For calculation of the calibration curve, only the concentrations of the silica nanoparticle standard were included that significantly differed from the blank control and were above the limit of detection (LOD). To this end, a one-sided Mann-Whitney U test was carried out with a confidence interval of 5%. After calculation of the calibration range for each experiment, a universal calibration range for all of the experiments was established. The LOD is defined based on Eq. (2):

$$LOD\left[ {pixel} \right] = pixel\,count(blank\,control)\ast 2\sigma$$
(2)

For linear regression, the pixel counts were weighted with 1/readout. The bovine CSF control was used as a negative control for the calibration as well as for calculation of the LOD.
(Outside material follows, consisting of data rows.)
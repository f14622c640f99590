//! WebSocket transport over tokio-tungstenite.
//!
//! Each transport is a background task that owns the socket. The
//! [`WsTransport`] handle only talks to that task through a channel, so
//! [`Transport::send`] and [`Transport::close`] never block.

use std::borrow::Cow;
use std::time::Duration;

use futures::stream::{SplitSink, SplitStream};
use futures::{SinkExt, StreamExt};
use tokio::net::TcpStream;
use tokio::runtime::Handle;
use tokio::sync::mpsc;
use tokio_tungstenite::tungstenite::Message;
use tokio_tungstenite::tungstenite::protocol::CloseFrame;
use tokio_tungstenite::tungstenite::protocol::frame::coding::CloseCode;
use tokio_tungstenite::{MaybeTlsStream, WebSocketStream, connect_async};
use tracing::{debug, warn};
use url::Url;

use crate::error::TransportError;
use crate::transport::{CLOSE_NORMAL, CloseInfo, Connector, Transport, TransportEvents};

type WsStream = WebSocketStream<MaybeTlsStream<TcpStream>>;

/// Close code reported when the peer's close frame carried no status.
const CLOSE_NO_STATUS: u16 = 1005;

/// Default bound on a close handshake, in either direction.
pub const DEFAULT_CLOSE_TIMEOUT: Duration = Duration::from_secs(5);

#[derive(Debug)]
enum Outbound {
    Text(String),
    Close { code: u16, reason: String },
}

/// Opens WebSocket transports on the current tokio runtime.
#[derive(Debug, Clone)]
pub struct WsConnector {
    close_timeout: Duration,
}

impl WsConnector {
    /// Create a connector with the default close timeout.
    #[must_use]
    pub const fn new() -> Self {
        Self {
            close_timeout: DEFAULT_CLOSE_TIMEOUT,
        }
    }

    /// Set how long a close handshake may take before the close is reported
    /// anyway: our close waiting for the peer's reply, or the peer's close
    /// waiting for it to drop the socket.
    #[must_use]
    pub const fn with_close_timeout(mut self, timeout: Duration) -> Self {
        self.close_timeout = timeout;
        self
    }
}

impl Default for WsConnector {
    fn default() -> Self {
        Self::new()
    }
}

impl Connector for WsConnector {
    fn open(
        &self,
        url: &Url,
        events: TransportEvents,
    ) -> Result<Box<dyn Transport>, TransportError> {
        match url.scheme() {
            "ws" | "wss" => {}
            other => {
                return Err(TransportError::Construction(format!(
                    "unsupported scheme '{other}'"
                )));
            }
        }

        let runtime = Handle::try_current()
            .map_err(|e| TransportError::Construction(format!("no async runtime: {e}")))?;

        let (tx, rx) = mpsc::unbounded_channel();
        runtime.spawn(run_socket(url.clone(), events, rx, self.close_timeout));

        Ok(Box::new(WsTransport { tx }))
    }
}

/// Handle to a socket task.
#[derive(Debug)]
pub struct WsTransport {
    tx: mpsc::UnboundedSender<Outbound>,
}

impl Transport for WsTransport {
    fn send(&mut self, text: &str) -> Result<(), TransportError> {
        self.tx
            .send(Outbound::Text(text.to_string()))
            .map_err(|_| TransportError::Closed)
    }

    fn close(&mut self, code: u16, reason: &str) {
        let command = Outbound::Close {
            code,
            reason: reason.to_string(),
        };
        if self.tx.send(command).is_err() {
            debug!(code, "socket task already finished");
        }
    }
}

async fn run_socket(
    url: Url,
    events: TransportEvents,
    mut outbound: mpsc::UnboundedReceiver<Outbound>,
    close_timeout: Duration,
) {
    let generation = events.generation();

    let connecting = connect_async(url.as_str());
    tokio::pin!(connecting);

    let ws = loop {
        tokio::select! {
            result = &mut connecting => match result {
                Ok((ws, _response)) => break ws,
                Err(e) => {
                    warn!(generation, url = %url, error = %e, "websocket connect failed");
                    events.error(TransportError::Connect(e.to_string()));
                    events.closed(CloseInfo::abnormal());
                    return;
                }
            },
            command = outbound.recv() => match command {
                Some(Outbound::Text(_)) => {
                    debug!(generation, "dropping frame queued before open");
                }
                Some(Outbound::Close { .. }) | None => {
                    debug!(generation, "transport released before open");
                    return;
                }
            },
        }
    };

    debug!(generation, url = %url, "websocket open");
    events.opened();

    let (mut sink, mut stream) = ws.split();

    loop {
        tokio::select! {
            frame = stream.next() => match frame {
                Some(Ok(Message::Text(text))) => events.message(text),
                Some(Ok(Message::Close(frame))) => {
                    let info = close_info_from_frame(frame.as_ref());
                    debug!(generation, code = info.code, "peer closed websocket");
                    // Reading flushes our reply; the peer should then drop TCP.
                    if tokio::time::timeout(close_timeout, drain(&mut stream)).await.is_err() {
                        debug!(generation, "peer kept the socket open after closing");
                    }
                    events.closed(info);
                    return;
                }
                Some(Ok(_)) => {}
                Some(Err(e)) => {
                    warn!(generation, error = %e, "websocket read failed");
                    events.error(TransportError::Protocol(e.to_string()));
                    events.closed(CloseInfo::abnormal());
                    return;
                }
                None => {
                    events.closed(CloseInfo::abnormal());
                    return;
                }
            },
            command = outbound.recv() => match command {
                Some(Outbound::Text(text)) => {
                    if let Err(e) = sink.send(Message::Text(text)).await {
                        warn!(generation, error = %e, "websocket write failed");
                        events.error(TransportError::Send(e.to_string()));
                    }
                }
                Some(Outbound::Close { code, reason }) => {
                    let info = close_locally(&mut sink, &mut stream, code, reason, close_timeout).await;
                    events.closed(info);
                    return;
                }
                None => {
                    let info = close_locally(&mut sink, &mut stream, CLOSE_NORMAL, String::new(), close_timeout).await;
                    events.closed(info);
                    return;
                }
            },
        }
    }
}

/// Send a close frame and wait for the peer to finish the handshake.
async fn close_locally(
    sink: &mut SplitSink<WsStream, Message>,
    stream: &mut SplitStream<WsStream>,
    code: u16,
    reason: String,
    timeout: Duration,
) -> CloseInfo {
    let frame = CloseFrame {
        code: CloseCode::from(code),
        reason: Cow::Owned(reason.clone()),
    };
    if let Err(e) = sink.send(Message::Close(Some(frame))).await {
        debug!(error = %e, "failed to send close frame");
    }

    let drained = tokio::time::timeout(timeout, drain(stream)).await;

    CloseInfo {
        code,
        reason,
        was_clean: drained.is_ok(),
    }
}

/// Read until the stream ends or fails.
async fn drain(stream: &mut SplitStream<WsStream>) {
    while let Some(frame) = stream.next().await {
        if frame.is_err() {
            break;
        }
    }
}

fn close_info_from_frame(frame: Option<&CloseFrame<'_>>) -> CloseInfo {
    frame.map_or(
        CloseInfo {
            code: CLOSE_NO_STATUS,
            reason: String::new(),
            was_clean: true,
        },
        |frame| CloseInfo {
            code: u16::from(frame.code),
            reason: frame.reason.to_string(),
            was_clean: true,
        },
    )
}
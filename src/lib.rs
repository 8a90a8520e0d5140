// src/lib.rs

// module declarations
pub mod config;
pub mod content_type;
pub mod errors;
pub mod fs;
pub mod resolve;
pub mod sniff;
pub mod static_server;

// re-exports
pub use config::*;
pub use content_type::{ContentTypeDetector, Detection, ExtensionDetector, SniffingDetector};
pub use errors::*;
pub use fs::{FileStat, FileSystem, LocalFileSystem, MemoryFileSystem};
pub use resolve::{PathResolver, ResolvedTarget};
pub use static_server::*;
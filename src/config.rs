// src/config.rs

// dependencies
use serde::Deserialize;
use std::borrow::Cow;
use std::path::PathBuf;

// document looked up inside a requested directory
pub const DEFAULT_INDEX_FILE: &str = "index.html";

// which strategy a mount uses to pick the Content-Type of a served file
#[derive(Clone, Copy, Debug, Default, Deserialize, PartialEq, Eq)]
#[serde(rename_all = "lowercase")]
pub enum ContentTypeStrategy {
    #[default]
    Extension,
    Sniff,
}

// struct type which represents configuration for a static file mount
#[derive(Clone, Debug, Deserialize)]
pub struct StaticServerConfig {
    #[serde(default)]
    pub mount_path: Cow<'static, str>,
    pub root_dir: PathBuf,
    #[serde(default)]
    pub allow_directory_index: bool,
    #[serde(default = "default_index_file")]
    pub index_file: String,
    #[serde(default)]
    pub content_type: ContentTypeStrategy,
}

fn default_index_file() -> String {
    DEFAULT_INDEX_FILE.to_string()
}

// methods for the StaticServerConfig type
impl StaticServerConfig {
    pub fn new<T, U>(mount_path: T, root_dir: U) -> Self
    where
        T: Into<Cow<'static, str>>,
        U: Into<PathBuf>,
    {
        StaticServerConfig {
            mount_path: mount_path.into(),
            root_dir: root_dir.into(),
            allow_directory_index: false,
            index_file: default_index_file(),
            content_type: ContentTypeStrategy::default(),
        }
    }

    pub fn with_directory_index(mut self, allow: bool) -> Self {
        self.allow_directory_index = allow;
        self
    }

    pub fn with_index_file(mut self, index_file: impl Into<String>) -> Self {
        self.index_file = index_file.into();
        self
    }

    pub fn with_content_type(mut self, strategy: ContentTypeStrategy) -> Self {
        self.content_type = strategy;
        self
    }
}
Logistic regression and ROC analysis

Logistic regression was performed to evaluate the ability of each biomarker to classify the diagnostic groups. To this end, we used scikit-learn library (version 1.0.2). Since the use of multiple features increases the risk of overfitting, the k-fold cross-validation method was used to generate Fig. 10, in order to provide unbiased results. Deviations between Fig. 9 and Fig. 10 can be explained not only by the modified method but also by a divergent data basis. Since tTau and pTau values were not available for all samples, these were excluded for the creation of the Fig. 10. By forming the average of the k results, a single receiver operating characteristic (ROC) curve was generated. The optimal combination of sensitivity and specificity for a ROC curve was calculated with a maximized Youden’s index.

Patient samples

Patients were recruited from the University of Pennsylvania (UPenn) Parkinson’s Disease and Movement Disorder Center (PDMDC), Alzheimer’s Disease Center (ADC), or Frontotemporal Dementia Center (FTDC). Written, informed consent was obtained from each study participant at enrollment and biofluids were collected and stored for future research as approved by the UPenn Institutional Review Board (FWA00004028). Participants were diagnosed with Parkinson’s disease (PD, n = 115), Alzheimer’s disease (AD, n = 28), progressive supranuclear palsy (PSP, n = 30), or dementia with Lewy bodies (DLB, n = 19) according to clinical criteria as previously described50. Participants with no known neurological disorder were also enrolled (normal control, N, n = 45). Cerebrospinal fluid (CSF) was collected by trained neurologists via lumbar puncture, and aliquots of 0.5 mL were stored at −80 °C until analysis. Demographic information was collected by trained research staff. Samples were collected between August of 2005 and November 2019, with the exception of one sample, which was collected in March of 1999. Samples included in the analysis were matched for age across diagnosis groups. Initially, a subset of PSP (n = 30), PD (n = 30), and N (n = 30) samples were analyzed as an exploratory cohort. The remainder of the samples were analyzed to investigate differences between disease groups. Researchers were blinded to clinical data at the time of sFIDA measurement.

Concentrations of pTau and tTau were measured using Luminex xMAP immunoassay platform (Luminex, Austin, USA)51,52 and provided by Integrated Neurodegenerative Disease Database (INDD).

After unblinding, the data points of each group were first tested for normal distribution (Shapiro Wilk, Lilliefors, Kolmogorov-Smirnov, Anderson Darling). Afterwards, a Kruskal-Wallis test was executed to identify differences between the groups. In case of significant differences (p < 0.05) a pairwise comparison using the two-sided Mann-Whitney U test with a confidence interval of 0.05 was performed.